さて、今日の表題「香田君は自分で自分の命を軽視したのではないか」に関して。「人が社会に提供する価値によって命の重さが変わるのか」は、ちょっと乱暴な言い換えになるかもしれないが、「人が社会に提供する価値によって人間の価値は決まるのか」ということだ。これは何人かのブロガーの皆さんが指摘されていることだが、香田君は自分を価値のない人間だと考えたのかもしれない。さらに、どうせ生きていても仕方がないと思ったのではないだろうか。推測の域を出ないのだが、そうでなければリスクを軽視した、というより無視した理由が思い付かないのだ。
[補足: あらためてブロガーの皆さんの意見を読むと、「みんな若い頃は無茶やるよね」という意見も多かったですね。
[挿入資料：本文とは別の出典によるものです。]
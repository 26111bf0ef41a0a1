//! Identifier and timestamp generation.

use chrono::{SecondsFormat, Utc};
use rand::rngs::OsRng;
use rand::RngCore;

/// Generates an opaque record identifier: epoch milliseconds in base 36
/// followed by a random base-36 component. Collision-resistant enough for a
/// single client; not a cryptographic token.
pub fn generate_id() -> String {
    let millis = Utc::now().timestamp_millis().max(0) as u128;
    let random = OsRng.next_u64() as u128;
    format!("{}{}", to_base36(millis), to_base36(random))
}

/// Current UTC time as an ISO-8601 string with millisecond precision,
/// e.g. `2024-01-15T10:30:00.000Z`. Lexicographic order on these strings is
/// chronological order, which the recency ranking relies on.
pub fn now_iso() -> String {
    Utc::now().to_rfc3339_opts(SecondsFormat::Millis, true)
}

/// Current epoch time in milliseconds.
pub fn now_millis() -> i64 {
    Utc::now().timestamp_millis()
}

fn to_base36(mut value: u128) -> String {
    const DIGITS: &[u8; 36] = b"0123456789abcdefghijklmnopqrstuvwxyz";
    if value == 0 {
        return "0".to_string();
    }
    let mut out = String::new();
    while value > 0 {
        out.push(DIGITS[(value % 36) as usize] as char);
        value /= 36;
    }
    out.chars().rev().collect()
}

#[cfg(test)]
mod tests {
    use super::*;

    #[test]
    fn base36_encodes_known_values() {
        assert_eq!(to_base36(0), "0");
        assert_eq!(to_base36(35), "z");
        assert_eq!(to_base36(36), "10");
        assert_eq!(to_base36(36 * 36 + 1), "101");
    }

    #[test]
    fn generated_ids_are_unique() {
        let mut seen = std::collections::HashSet::new();
        for _ in 0..1000 {
            assert!(seen.insert(generate_id()));
        }
    }

    #[test]
    fn iso_timestamps_are_utc_with_millis() {
        let stamp = now_iso();
        assert!(stamp.ends_with('Z'));
        assert!(stamp.contains('T'));
        // 2024-01-15T10:30:00.000Z
        assert_eq!(stamp.len(), 24);
    }

    #[test]
    fn iso_timestamps_sort_chronologically() {
        let earlier = now_iso();
        std::thread::sleep(std::time::Duration::from_millis(5));
        let later = now_iso();
        assert!(earlier < later);
    }
}
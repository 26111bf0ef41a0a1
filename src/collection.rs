//! Generic versioned collection storage.
//!
//! Every entity kind persists as one JSON document at a fixed key: a version
//! string plus an ordered record list, newest first. Operations are whole
//! document read-modify-write cycles. Reads self-heal: a missing, unreadable,
//! or malformed document is replaced by a fresh empty one and the caller never
//! sees the failure. Writes propagate their errors.
//!
//! Entity-specific behavior is configuration, not subclassing: a store is
//! built with its storage key plus optional validation and pre-insert
//! strategies.

use std::collections::{BTreeMap, BTreeSet};
use std::sync::Arc;

use log::{info, warn};
use serde::de::DeserializeOwned;
use serde::{Deserialize, Serialize};

use crate::backend::KvBackend;
use crate::config::STORAGE_VERSION;
use crate::error::{StoreError, StoreResult};
use crate::ids::{generate_id, now_iso};

/// Identity and audit stamps carried by every stored record. The store owns
/// these fields: `id` and `created_at` are assigned once on insert, and
/// `updated_at` is refreshed on every mutation.
#[derive(Debug, Clone, Default, PartialEq, Eq, Serialize, Deserialize)]
#[serde(rename_all = "camelCase")]
pub struct RecordMeta {
    pub id: String,
    pub created_at: String,
    pub updated_at: String,
}

/// Contract for records a [`CollectionStore`] can hold: metadata access plus
/// the projections the search filters run against.
pub trait Record: Clone + Serialize + DeserializeOwned {
    fn meta(&self) -> &RecordMeta;
    fn meta_mut(&mut self) -> &mut RecordMeta;

    /// Text fields the keyword filter scans, e.g. name and description.
    fn keyword_fields(&self) -> Vec<&str>;

    /// Kind label for stores whose records are typed; `None` opts the record
    /// out of kind filtering.
    fn kind_label(&self) -> Option<&str> {
        None
    }

    fn author_id(&self) -> Option<&str> {
        None
    }

    fn tags(&self) -> &[String] {
        &[]
    }
}

/// The persisted wrapper around a record list.
#[derive(Debug, Clone, PartialEq, Serialize, Deserialize)]
#[serde(rename_all = "camelCase")]
pub struct CollectionDoc<T> {
    /// Absent in documents written before version stamping; reads back empty
    /// and routes through migration, keeping the records.
    #[serde(default)]
    pub version: String,
    pub data: Vec<T>,
    #[serde(skip_serializing_if = "Option::is_none")]
    pub updated_at: Option<String>,
}

impl<T> CollectionDoc<T> {
    /// Fresh document carrying the current version and no records.
    pub fn empty() -> Self {
        Self {
            version: STORAGE_VERSION.to_string(),
            data: Vec::new(),
            updated_at: None,
        }
    }
}

/// How a requested tag set must relate to a record's tags.
#[derive(Debug, Clone, Copy, Default, PartialEq, Eq)]
pub enum TagMatch {
    /// At least one requested tag present.
    Any,
    /// Every requested tag present.
    #[default]
    All,
}

/// Conjunctive search filters; an empty criteria set matches every record.
#[derive(Debug, Clone, Default)]
pub struct SearchCriteria {
    /// Case-insensitive substring matched against the record's keyword fields
    /// and tags. Blank keywords are ignored.
    pub keyword: Option<String>,
    /// Kind to keep; `"all"` (or `None`) disables the filter.
    pub kind: Option<String>,
    /// Exact author id.
    pub author_id: Option<String>,
    /// Tags to match according to `match_mode`.
    pub tags: Vec<String>,
    pub match_mode: TagMatch,
}

/// One tag with the number of records carrying it.
#[derive(Debug, Clone, PartialEq, Eq, Serialize)]
pub struct TagCount {
    pub tag: String,
    pub count: usize,
}

/// Entity validation strategy, run before anything is stamped or written.
pub type Validator<T> = fn(&T) -> Result<(), StoreError>;

/// Pre-insert normalization strategy, e.g. resetting counters.
pub type Prepare<T> = fn(&mut T);

/// Store for one entity kind, generic over the record type.
pub struct CollectionStore<T: Record> {
    backend: Arc<dyn KvBackend>,
    key: &'static str,
    validator: Option<Validator<T>>,
    prepare: Option<Prepare<T>>,
}

impl<T: Record> CollectionStore<T> {
    pub fn new(backend: Arc<dyn KvBackend>, key: &'static str) -> Self {
        Self {
            backend,
            key,
            validator: None,
            prepare: None,
        }
    }

    pub fn with_validator(mut self, validator: Validator<T>) -> Self {
        self.validator = Some(validator);
        self
    }

    pub fn with_prepare(mut self, prepare: Prepare<T>) -> Self {
        self.prepare = Some(prepare);
        self
    }

    /// Writes an empty document if the key holds nothing yet. Idempotent.
    pub fn init(&self) -> StoreResult<()> {
        if self.backend.get(self.key)?.is_none() {
            self.save(&mut CollectionDoc::empty())?;
        }
        Ok(())
    }

    /// Reads the backing document. Never fails: missing, unreadable, and
    /// malformed documents come back as a fresh empty one, and version drift
    /// is migrated in memory.
    pub fn get_all(&self) -> CollectionDoc<T> {
        let raw = match self.backend.get(self.key) {
            Ok(Some(raw)) => raw,
            Ok(None) => return CollectionDoc::empty(),
            Err(e) => {
                warn!("Failed to read {}: {e}", self.key);
                return CollectionDoc::empty();
            }
        };
        match serde_json::from_str::<CollectionDoc<T>>(&raw) {
            Ok(doc) => self.migrate(doc),
            Err(e) => {
                warn!("Malformed document at {}; starting fresh: {e}", self.key);
                CollectionDoc::empty()
            }
        }
    }

    /// Version-drift hook: records carry over unchanged and the document is
    /// stamped with the current version. In memory only; the next save
    /// persists the stamp.
    fn migrate(&self, mut doc: CollectionDoc<T>) -> CollectionDoc<T> {
        if doc.version != STORAGE_VERSION {
            info!(
                "Migrating {} from version {} to {}",
                self.key, doc.version, STORAGE_VERSION
            );
            doc.version = STORAGE_VERSION.to_string();
        }
        doc
    }

    /// Stamps the document and writes it whole. The one place write failures
    /// surface from.
    pub fn save(&self, doc: &mut CollectionDoc<T>) -> StoreResult<()> {
        doc.version = STORAGE_VERSION.to_string();
        doc.updated_at = Some(now_iso());
        let raw = serde_json::to_string_pretty(doc)?;
        self.backend.put(self.key, &raw)
    }

    /// Validates, stamps, prepends, persists. Returns the record as stored.
    pub fn add(&self, mut item: T) -> StoreResult<T> {
        if let Some(validator) = self.validator {
            validator(&item)?;
        }
        if let Some(prepare) = self.prepare {
            prepare(&mut item);
        }

        let stamp = now_iso();
        let meta = item.meta_mut();
        meta.id = generate_id();
        meta.created_at = stamp.clone();
        meta.updated_at = stamp;

        let mut doc = self.get_all();
        doc.data.insert(0, item.clone());
        self.save(&mut doc)?;
        Ok(item)
    }

    /// Applies `mutate` to the record with `id` and persists the result.
    /// Identity is frozen: whatever `mutate` does, the stored record keeps
    /// its `id` and `created_at`, and `updated_at` is refreshed. Returns
    /// `None` without writing when no record matches; never creates one.
    pub fn update(&self, id: &str, mutate: impl FnOnce(&mut T)) -> StoreResult<Option<T>> {
        let mut doc = self.get_all();
        let index = match doc.data.iter().position(|r| r.meta().id == id) {
            Some(index) => index,
            None => return Ok(None),
        };

        let record = &mut doc.data[index];
        let created_at = record.meta().created_at.clone();
        mutate(record);
        let meta = record.meta_mut();
        meta.id = id.to_string();
        meta.created_at = created_at;
        meta.updated_at = now_iso();

        let updated = record.clone();
        self.save(&mut doc)?;
        Ok(Some(updated))
    }

    /// Removes the record with `id`. Removing an absent id is a no-op that
    /// still succeeds.
    pub fn delete(&self, id: &str) -> StoreResult<()> {
        let mut doc = self.get_all();
        doc.data.retain(|r| r.meta().id != id);
        self.save(&mut doc)
    }

    pub fn get_by_id(&self, id: &str) -> Option<T> {
        self.get_all().data.into_iter().find(|r| r.meta().id == id)
    }

    /// Applies the criteria's filters conjunctively. Records keep their
    /// stored order; stored data is never mutated.
    pub fn search(&self, criteria: &SearchCriteria) -> Vec<T> {
        let keyword = criteria
            .keyword
            .as_deref()
            .map(str::trim)
            .filter(|kw| !kw.is_empty())
            .map(str::to_lowercase);

        self.get_all()
            .data
            .into_iter()
            .filter(|record| {
                if let Some(kw) = &keyword {
                    let in_fields = record
                        .keyword_fields()
                        .iter()
                        .any(|field| field.to_lowercase().contains(kw));
                    let in_tags = record
                        .tags()
                        .iter()
                        .any(|tag| tag.to_lowercase().contains(kw));
                    if !in_fields && !in_tags {
                        return false;
                    }
                }
                if let Some(kind) = criteria.kind.as_deref() {
                    if kind != "all" && record.kind_label() != Some(kind) {
                        return false;
                    }
                }
                if let Some(author_id) = criteria.author_id.as_deref() {
                    if record.author_id() != Some(author_id) {
                        return false;
                    }
                }
                if !criteria.tags.is_empty() {
                    let tags = record.tags();
                    let matched = match criteria.match_mode {
                        TagMatch::Any => criteria.tags.iter().any(|t| tags.contains(t)),
                        TagMatch::All => criteria.tags.iter().all(|t| tags.contains(t)),
                    };
                    if !matched {
                        return false;
                    }
                }
                true
            })
            .collect()
    }

    /// Union of every record's tags, deduplicated and sorted.
    pub fn get_all_tags(&self) -> Vec<String> {
        let mut tags = BTreeSet::new();
        for record in self.get_all().data {
            tags.extend(record.tags().iter().cloned());
        }
        tags.into_iter().collect()
    }

    /// Number of records carrying each tag, most used first. Ties keep
    /// alphabetical order.
    pub fn get_tags_with_count(&self) -> Vec<TagCount> {
        let mut counts: BTreeMap<String, usize> = BTreeMap::new();
        for record in self.get_all().data {
            for tag in record.tags() {
                *counts.entry(tag.clone()).or_insert(0) += 1;
            }
        }
        let mut out: Vec<TagCount> = counts
            .into_iter()
            .map(|(tag, count)| TagCount { tag, count })
            .collect();
        out.sort_by(|a, b| b.count.cmp(&a.count));
        out
    }

    /// Records carrying `tag` exactly, in stored order, at most `limit`.
    pub fn get_by_tag(&self, tag: &str, limit: usize) -> Vec<T> {
        self.get_all()
            .data
            .into_iter()
            .filter(|r| r.tags().iter().any(|t| t == tag))
            .take(limit)
            .collect()
    }

    /// Empties the record list, preserving the document wrapper.
    pub fn clear(&self) -> StoreResult<()> {
        let mut doc = self.get_all();
        doc.data.clear();
        self.save(&mut doc)
    }
}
それもそうかも、いやいや、いくらなんでも無茶を超えたレベルだろ、とも思う。]
香田君がイラクに旅立った理由に思いを馳せるみなさん
designcafe■さん:
「自己責任って・・」 田口ランディのアメーバ的日常さん:
「魔法が消えていく」 何でも書き書きエッセイさん:
「脳足リン、餌食に」 Tomorrow's Wayさん:
「香田さんの死に。すべての、無力を思う。」 浮世風呂さん:
「「いのち」を思わずにいられない」 ぼちぼち行こうよさん:
「回り道の人生を」
ところで、
命の軽重 (2)で「自己責任」と「命の重さ」の関係を、命の軽重 (3)で「提供する価値」と「命の重さ」の関係を、というように分けて意見を述べた。分けたのには理由があって、そうでないと信念が揺らいでしまうのだ。一緒にすると「忠告を聞かずイラクに入った呑気な旅行者」の命の重さは?となる。もっといえば、「忠告を聞かず、所持金100ドル程度しかもたず、短パンTシャツで、イラクに自分探しの旅に行った呑気な旅行者」だ。これでは、悪魔の囁きが聞こえないようにするのは難しい。
コメント
Commented by ethnic at 2004-11-07 08:43 x
TB、コメントありがとうございました。正直言って命の重さは生活環境によって変わっていくものだろうと思います。生まれ育ったところ、社会的位置づけ、周辺事情等によるのではないかと思います。生き物という視点で見ると一つの事例ですが、子どもの数が多い国は貧しいし、子どもも病気や栄養不良でドンドン死んでいきます。だからこそ命が続くようたくさん産みます。子孫を残すための本能。こういうところでは命は客観的にも主観的にも軽く見られているし見ているのではないでしょうか。社会環境のなかでの命の重さは、固体としては生まれたときは同じでも変化していくのではないかと思います。本来的ではないかもしれませんが、貨幣価値で見ると、生命保険金も賠償金も環境、そして本人とのかかわりに対する命の価値代金みたいになってもいますし・・・・。難しいですね。(^_^.)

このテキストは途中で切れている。